Date Posted: 9/23/2024

The Association for Computational Linguistics (ACL) has chosen a paper by Lillian Lee '93, the Charles Roy Davis Professor in the Ann S. Bowers College of Computing and Information Science, for its 25-year Test of Time Paper Award.

Each year, ACL selects up to two papers published 25 years earlier, and up to two papers published 10 years earlier, for contributions that have had a "long-lasting impact on the field of natural language processing (NLP) and computational linguistics." 

Lee's 1999 paper, "Measures of Distributional Similarity," was published in the Proceedings of the 37th Annual Meeting of the ACL. It was an early contribution in the field of language modeling.
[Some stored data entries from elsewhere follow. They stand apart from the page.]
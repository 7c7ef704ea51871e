//! Working memory: the rolling buffer of recent log entries.
//!
//! The buffer is owned by the caller. Rendering only ever borrows it: a
//! [`WorkingMemoryRenderer`] receives a shared reference and returns nodes
//! to embed in the main context.

use crate::element::Node;
use crate::error::{Error, Result};
use crate::log::LogEntry;
use chrono::{DateTime, Utc};
use serde::{Deserialize, Serialize};
use tracing::trace;

// ── Data Structures ───────────────────────────────────────────────────────

/// A log entry as held in working memory.
#[derive(Debug, Clone, PartialEq, Serialize, Deserialize)]
pub struct LogRecord {
    #[serde(flatten)]
    pub entry: LogEntry,

    /// When the entry was recorded.
    pub timestamp: DateTime<Utc>,

    /// Whether the agent has already acted on this entry.
    #[serde(default)]
    pub processed: bool,
}

/// The agent's working-memory buffer, grouped by entry kind.
#[derive(Debug, Clone, Default, PartialEq, Serialize, Deserialize)]
pub struct WorkingMemory {
    #[serde(default)]
    pub inputs: Vec<LogRecord>,
    #[serde(default)]
    pub outputs: Vec<LogRecord>,
    #[serde(default)]
    pub thoughts: Vec<LogRecord>,
    #[serde(default)]
    pub calls: Vec<LogRecord>,
    #[serde(default)]
    pub results: Vec<LogRecord>,
}

// ── Implementation ────────────────────────────────────────────────────────

impl LogRecord {
    pub fn new(entry: LogEntry, timestamp: DateTime<Utc>) -> Self {
        Self {
            entry,
            timestamp,
            processed: false,
        }
    }

    pub fn processed(mut self) -> Self {
        self.processed = true;
        self
    }

    /// Decode a record arriving from outside the type system, checking the
    /// entry's discriminant first.
    pub fn from_value(mut value: serde_json::Value) -> Result<Self> {
        let Some(object) = value.as_object_mut() else {
            trace!("Rejected working-memory record that is not an object");
            return Err(Error::invalid_log_kind("<not an object>"));
        };
        let timestamp = object.remove("timestamp").unwrap_or(serde_json::Value::Null);
        let processed = object.remove("processed").unwrap_or(serde_json::Value::Bool(false));

        let entry = LogEntry::from_value(value)?;
        Ok(Self {
            entry,
            timestamp: serde_json::from_value(timestamp)?,
            processed: serde_json::from_value(processed)?,
        })
    }
}

impl WorkingMemory {
    /// Create an empty buffer.
    pub fn new() -> Self {
        Self::default()
    }

    /// Append a record to the list matching its kind.
    pub fn push(&mut self, record: LogRecord) {
        let list = match record.entry {
            LogEntry::Input(_) => &mut self.inputs,
            LogEntry::Output(_) => &mut self.outputs,
            LogEntry::Thought(_) => &mut self.thoughts,
            LogEntry::ActionCall(_) => &mut self.calls,
            LogEntry::ActionResult(_) => &mut self.results,
        };
        list.push(record);
    }

    /// All records in chronological order. Records sharing a timestamp keep
    /// the order inputs, outputs, thoughts, calls, results.
    pub fn logs(&self) -> Vec<&LogRecord> {
        let mut logs: Vec<&LogRecord> = self
            .inputs
            .iter()
            .chain(&self.outputs)
            .chain(&self.thoughts)
            .chain(&self.calls)
            .chain(&self.results)
            .collect();
        logs.sort_by_key(|record| record.timestamp);
        logs
    }

    /// Mark every record as processed.
    pub fn mark_processed(&mut self) {
        for record in self
            .inputs
            .iter_mut()
            .chain(&mut self.outputs)
            .chain(&mut self.thoughts)
            .chain(&mut self.calls)
            .chain(&mut self.results)
        {
            record.processed = true;
        }
    }

    /// Total number of records across all kinds.
    pub fn len(&self) -> usize {
        self.inputs.len()
            + self.outputs.len()
            + self.thoughts.len()
            + self.calls.len()
            + self.results.len()
    }

    pub fn is_empty(&self) -> bool {
        self.len() == 0
    }
}

// ── Rendering boundary ────────────────────────────────────────────────────

/// Arguments passed to a working-memory renderer.
#[derive(Debug, Clone, Copy)]
pub struct WorkingMemoryRequest<'a> {
    pub memory: &'a WorkingMemory,
    /// Include entries already marked processed.
    pub processed: bool,
    /// Keep at most this many of the most recent entries.
    pub size: Option<usize>,
}

/// Renders a working-memory buffer into nodes for the main context.
pub trait WorkingMemoryRenderer: Send + Sync {
    fn render(&self, request: &WorkingMemoryRequest<'_>) -> Result<Vec<Node>>;
}

impl<F> WorkingMemoryRenderer for F
where
    F: Fn(&WorkingMemoryRequest<'_>) -> Result<Vec<Node>> + Send + Sync,
{
    fn render(&self, request: &WorkingMemoryRequest<'_>) -> Result<Vec<Node>> {
        self(request)
    }
}

// ── Tests ─────────────────────────────────────────────────────────────────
Today, large language models (LLMs), like ChatGPT, generate text by predicting the statistically most likely next word based on the data it was previously trained on – buckets and buckets of text scraped from across the internet. 

In the late 90s, researchers faced a similar language prediction challenge but with more modest immediate goals. At the time, they were trying to differentiate between ambiguous sentences for so-called “decoding” tasks in speech recognition, machine translation, and other language applications. Lee gives this example: Did someone say, “It's hard to recognize speech"? Or did they actually say, "It’s hard to wreck a nice beach”? Those sentences sound similar but mean very different things. A language model from the time would make a choice based on which words were statistically most likely to be uttered, based on other words nearby.

But how could a model from the 90s make this call when it had been trained on only a few million words, instead of the entire internet? To address this "sparse data" problem, Lee and other NLP researchers used an approach called distributional similarity – the idea that words that appear in the same contexts tend to have similar meanings. By identifying words that have a similar context, the language model could use one as a guide for the other, to estimate the odds of when it might be used.

As an example, "cat" and "dog" tend to appear in similar sentences (e.g., ones that involve "vet," "play," or "pet,") whereas "cat" and "tree" do not, Lee said. If a language model doesn't know how to handle "cat," it can make a guess by treating it like "dog" instead of like "tree." 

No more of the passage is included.